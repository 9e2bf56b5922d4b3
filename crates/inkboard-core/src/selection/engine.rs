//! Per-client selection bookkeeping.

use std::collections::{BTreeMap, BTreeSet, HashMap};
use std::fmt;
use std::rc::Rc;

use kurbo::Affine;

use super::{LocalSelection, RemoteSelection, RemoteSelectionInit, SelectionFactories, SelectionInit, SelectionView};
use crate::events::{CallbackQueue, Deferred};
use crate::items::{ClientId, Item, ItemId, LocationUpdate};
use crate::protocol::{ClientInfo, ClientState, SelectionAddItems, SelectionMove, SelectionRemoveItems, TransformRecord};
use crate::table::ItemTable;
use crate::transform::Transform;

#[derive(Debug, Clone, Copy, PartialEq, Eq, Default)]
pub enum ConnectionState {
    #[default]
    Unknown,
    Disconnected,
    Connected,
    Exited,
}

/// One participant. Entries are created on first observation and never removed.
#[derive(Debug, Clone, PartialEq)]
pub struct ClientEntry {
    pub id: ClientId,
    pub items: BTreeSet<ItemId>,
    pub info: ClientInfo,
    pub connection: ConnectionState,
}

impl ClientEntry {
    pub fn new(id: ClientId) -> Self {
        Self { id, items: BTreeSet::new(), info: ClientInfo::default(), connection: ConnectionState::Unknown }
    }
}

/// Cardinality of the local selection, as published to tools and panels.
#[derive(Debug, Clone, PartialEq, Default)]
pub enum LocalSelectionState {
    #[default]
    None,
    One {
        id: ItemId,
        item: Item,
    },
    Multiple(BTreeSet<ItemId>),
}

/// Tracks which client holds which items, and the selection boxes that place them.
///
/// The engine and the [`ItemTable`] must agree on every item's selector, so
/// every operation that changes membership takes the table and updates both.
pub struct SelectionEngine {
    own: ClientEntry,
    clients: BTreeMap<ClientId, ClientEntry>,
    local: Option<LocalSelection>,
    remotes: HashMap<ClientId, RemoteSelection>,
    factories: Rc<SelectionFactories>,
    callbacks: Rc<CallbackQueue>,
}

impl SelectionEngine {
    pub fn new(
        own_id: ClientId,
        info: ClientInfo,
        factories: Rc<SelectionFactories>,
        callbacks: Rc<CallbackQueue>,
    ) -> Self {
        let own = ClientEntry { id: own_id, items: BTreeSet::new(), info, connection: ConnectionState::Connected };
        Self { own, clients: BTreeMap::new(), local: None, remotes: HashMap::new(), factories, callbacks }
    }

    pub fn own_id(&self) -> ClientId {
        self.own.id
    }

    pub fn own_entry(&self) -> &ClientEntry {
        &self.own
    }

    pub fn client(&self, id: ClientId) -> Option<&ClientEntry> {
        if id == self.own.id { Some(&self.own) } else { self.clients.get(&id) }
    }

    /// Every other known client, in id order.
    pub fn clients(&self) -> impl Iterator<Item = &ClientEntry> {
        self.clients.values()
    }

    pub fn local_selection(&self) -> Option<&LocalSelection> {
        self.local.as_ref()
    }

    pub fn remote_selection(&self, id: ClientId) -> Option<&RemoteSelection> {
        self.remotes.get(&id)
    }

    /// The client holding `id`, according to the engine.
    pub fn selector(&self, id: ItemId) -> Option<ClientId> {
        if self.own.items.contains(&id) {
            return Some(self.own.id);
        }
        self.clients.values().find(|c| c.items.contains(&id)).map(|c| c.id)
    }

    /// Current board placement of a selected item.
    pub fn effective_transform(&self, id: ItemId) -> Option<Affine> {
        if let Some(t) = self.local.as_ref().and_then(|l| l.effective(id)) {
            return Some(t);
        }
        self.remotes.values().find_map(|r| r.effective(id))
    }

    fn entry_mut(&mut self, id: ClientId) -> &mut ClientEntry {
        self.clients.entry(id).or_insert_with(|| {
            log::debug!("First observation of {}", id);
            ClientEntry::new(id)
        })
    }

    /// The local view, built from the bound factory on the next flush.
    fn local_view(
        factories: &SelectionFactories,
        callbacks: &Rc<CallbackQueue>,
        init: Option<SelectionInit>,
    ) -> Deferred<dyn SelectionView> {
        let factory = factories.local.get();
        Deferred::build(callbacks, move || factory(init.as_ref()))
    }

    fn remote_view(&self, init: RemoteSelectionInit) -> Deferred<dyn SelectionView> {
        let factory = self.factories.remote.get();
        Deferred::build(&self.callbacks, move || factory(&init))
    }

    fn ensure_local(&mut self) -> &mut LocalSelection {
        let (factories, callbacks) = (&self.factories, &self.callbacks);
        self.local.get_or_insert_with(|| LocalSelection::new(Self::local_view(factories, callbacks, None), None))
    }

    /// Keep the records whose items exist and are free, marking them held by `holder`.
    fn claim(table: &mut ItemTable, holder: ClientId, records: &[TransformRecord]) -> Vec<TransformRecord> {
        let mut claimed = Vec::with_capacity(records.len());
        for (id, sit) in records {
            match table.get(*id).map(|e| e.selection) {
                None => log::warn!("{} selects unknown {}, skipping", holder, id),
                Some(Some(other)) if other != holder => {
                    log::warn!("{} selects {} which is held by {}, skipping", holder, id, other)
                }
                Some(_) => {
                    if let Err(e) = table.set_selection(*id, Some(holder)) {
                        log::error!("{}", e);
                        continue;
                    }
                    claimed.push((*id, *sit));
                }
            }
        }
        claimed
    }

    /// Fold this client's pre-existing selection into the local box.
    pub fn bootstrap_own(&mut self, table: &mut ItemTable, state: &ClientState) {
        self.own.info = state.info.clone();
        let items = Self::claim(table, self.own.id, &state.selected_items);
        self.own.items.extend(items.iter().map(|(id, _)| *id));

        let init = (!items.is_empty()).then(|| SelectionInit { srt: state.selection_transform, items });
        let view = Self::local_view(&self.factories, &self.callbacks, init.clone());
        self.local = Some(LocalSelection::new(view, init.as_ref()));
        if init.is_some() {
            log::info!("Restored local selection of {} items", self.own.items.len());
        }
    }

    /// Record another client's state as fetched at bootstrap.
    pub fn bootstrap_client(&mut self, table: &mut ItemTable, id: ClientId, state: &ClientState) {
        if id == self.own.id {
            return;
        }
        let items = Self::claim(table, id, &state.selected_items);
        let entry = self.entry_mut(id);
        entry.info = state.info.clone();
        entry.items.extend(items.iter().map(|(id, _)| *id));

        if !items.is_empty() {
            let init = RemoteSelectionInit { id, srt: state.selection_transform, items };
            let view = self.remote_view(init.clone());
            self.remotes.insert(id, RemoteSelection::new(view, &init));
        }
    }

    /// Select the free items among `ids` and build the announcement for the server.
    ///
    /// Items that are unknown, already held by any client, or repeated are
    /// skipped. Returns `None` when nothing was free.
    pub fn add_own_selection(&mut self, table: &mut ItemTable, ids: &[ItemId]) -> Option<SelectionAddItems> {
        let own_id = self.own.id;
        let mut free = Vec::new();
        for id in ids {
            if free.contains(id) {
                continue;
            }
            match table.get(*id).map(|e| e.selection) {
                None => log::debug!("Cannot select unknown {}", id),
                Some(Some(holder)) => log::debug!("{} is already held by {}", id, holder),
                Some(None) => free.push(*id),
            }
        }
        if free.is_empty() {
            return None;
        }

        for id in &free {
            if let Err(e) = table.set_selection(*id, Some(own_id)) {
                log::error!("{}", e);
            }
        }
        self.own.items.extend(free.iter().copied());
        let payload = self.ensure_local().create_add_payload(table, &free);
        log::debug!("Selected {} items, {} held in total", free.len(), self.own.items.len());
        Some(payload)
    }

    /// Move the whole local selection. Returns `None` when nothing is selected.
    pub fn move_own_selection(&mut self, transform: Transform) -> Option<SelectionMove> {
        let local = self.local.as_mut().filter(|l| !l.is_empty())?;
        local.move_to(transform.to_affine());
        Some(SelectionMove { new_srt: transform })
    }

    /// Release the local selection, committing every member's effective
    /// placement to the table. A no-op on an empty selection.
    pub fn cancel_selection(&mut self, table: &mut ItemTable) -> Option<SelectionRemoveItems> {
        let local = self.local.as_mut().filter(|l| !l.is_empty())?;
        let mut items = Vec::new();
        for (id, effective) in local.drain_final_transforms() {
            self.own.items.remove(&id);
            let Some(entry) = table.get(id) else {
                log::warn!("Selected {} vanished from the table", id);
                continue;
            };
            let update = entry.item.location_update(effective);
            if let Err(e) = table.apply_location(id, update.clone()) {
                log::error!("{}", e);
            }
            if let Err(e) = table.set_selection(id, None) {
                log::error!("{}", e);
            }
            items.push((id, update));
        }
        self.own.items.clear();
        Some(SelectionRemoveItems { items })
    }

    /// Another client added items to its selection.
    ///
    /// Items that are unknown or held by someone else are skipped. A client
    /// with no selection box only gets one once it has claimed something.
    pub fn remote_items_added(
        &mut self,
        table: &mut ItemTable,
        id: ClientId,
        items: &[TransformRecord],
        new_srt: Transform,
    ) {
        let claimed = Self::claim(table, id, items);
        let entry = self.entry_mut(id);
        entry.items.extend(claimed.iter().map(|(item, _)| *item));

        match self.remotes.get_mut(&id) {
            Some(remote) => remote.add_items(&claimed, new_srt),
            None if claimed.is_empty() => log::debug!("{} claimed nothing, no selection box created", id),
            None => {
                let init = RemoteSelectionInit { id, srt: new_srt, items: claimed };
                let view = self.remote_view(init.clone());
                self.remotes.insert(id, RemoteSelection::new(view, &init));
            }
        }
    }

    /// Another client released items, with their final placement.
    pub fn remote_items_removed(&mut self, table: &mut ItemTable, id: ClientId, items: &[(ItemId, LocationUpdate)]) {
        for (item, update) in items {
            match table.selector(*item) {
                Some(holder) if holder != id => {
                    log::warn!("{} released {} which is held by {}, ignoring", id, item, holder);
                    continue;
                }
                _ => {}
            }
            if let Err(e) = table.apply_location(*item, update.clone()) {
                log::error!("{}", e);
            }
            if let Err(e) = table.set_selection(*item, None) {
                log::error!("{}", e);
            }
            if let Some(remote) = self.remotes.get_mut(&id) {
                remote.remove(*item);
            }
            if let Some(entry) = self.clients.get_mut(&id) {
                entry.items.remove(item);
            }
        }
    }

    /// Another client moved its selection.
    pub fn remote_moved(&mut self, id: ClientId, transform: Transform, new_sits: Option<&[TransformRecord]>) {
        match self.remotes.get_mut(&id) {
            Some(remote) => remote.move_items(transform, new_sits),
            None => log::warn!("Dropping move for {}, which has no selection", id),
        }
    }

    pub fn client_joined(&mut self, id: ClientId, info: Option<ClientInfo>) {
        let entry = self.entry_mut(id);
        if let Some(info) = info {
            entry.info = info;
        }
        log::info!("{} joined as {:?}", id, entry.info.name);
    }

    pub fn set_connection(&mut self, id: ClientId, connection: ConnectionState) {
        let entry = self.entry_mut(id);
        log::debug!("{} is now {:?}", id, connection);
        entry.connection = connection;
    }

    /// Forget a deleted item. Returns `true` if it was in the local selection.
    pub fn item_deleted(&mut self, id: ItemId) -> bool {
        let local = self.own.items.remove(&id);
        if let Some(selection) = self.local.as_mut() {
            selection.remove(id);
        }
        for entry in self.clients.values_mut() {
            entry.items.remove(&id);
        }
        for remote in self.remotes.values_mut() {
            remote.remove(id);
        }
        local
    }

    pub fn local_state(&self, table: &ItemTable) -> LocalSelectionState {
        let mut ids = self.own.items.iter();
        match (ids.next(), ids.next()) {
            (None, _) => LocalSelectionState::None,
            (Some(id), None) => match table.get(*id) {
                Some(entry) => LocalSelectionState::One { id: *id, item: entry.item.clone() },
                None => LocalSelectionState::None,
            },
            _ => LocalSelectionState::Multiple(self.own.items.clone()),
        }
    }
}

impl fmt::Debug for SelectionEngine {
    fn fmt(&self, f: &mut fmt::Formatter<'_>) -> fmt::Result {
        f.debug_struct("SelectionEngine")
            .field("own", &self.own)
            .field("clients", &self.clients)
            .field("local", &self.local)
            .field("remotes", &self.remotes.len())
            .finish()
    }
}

------------------------------

## Problem description
Where a line in the listing above contains "when", copy that line.

## Result of the exercise
    /// skipped. Returns `None` when nothing was free.
    /// Move the whole local selection. Returns `None` when nothing is selected.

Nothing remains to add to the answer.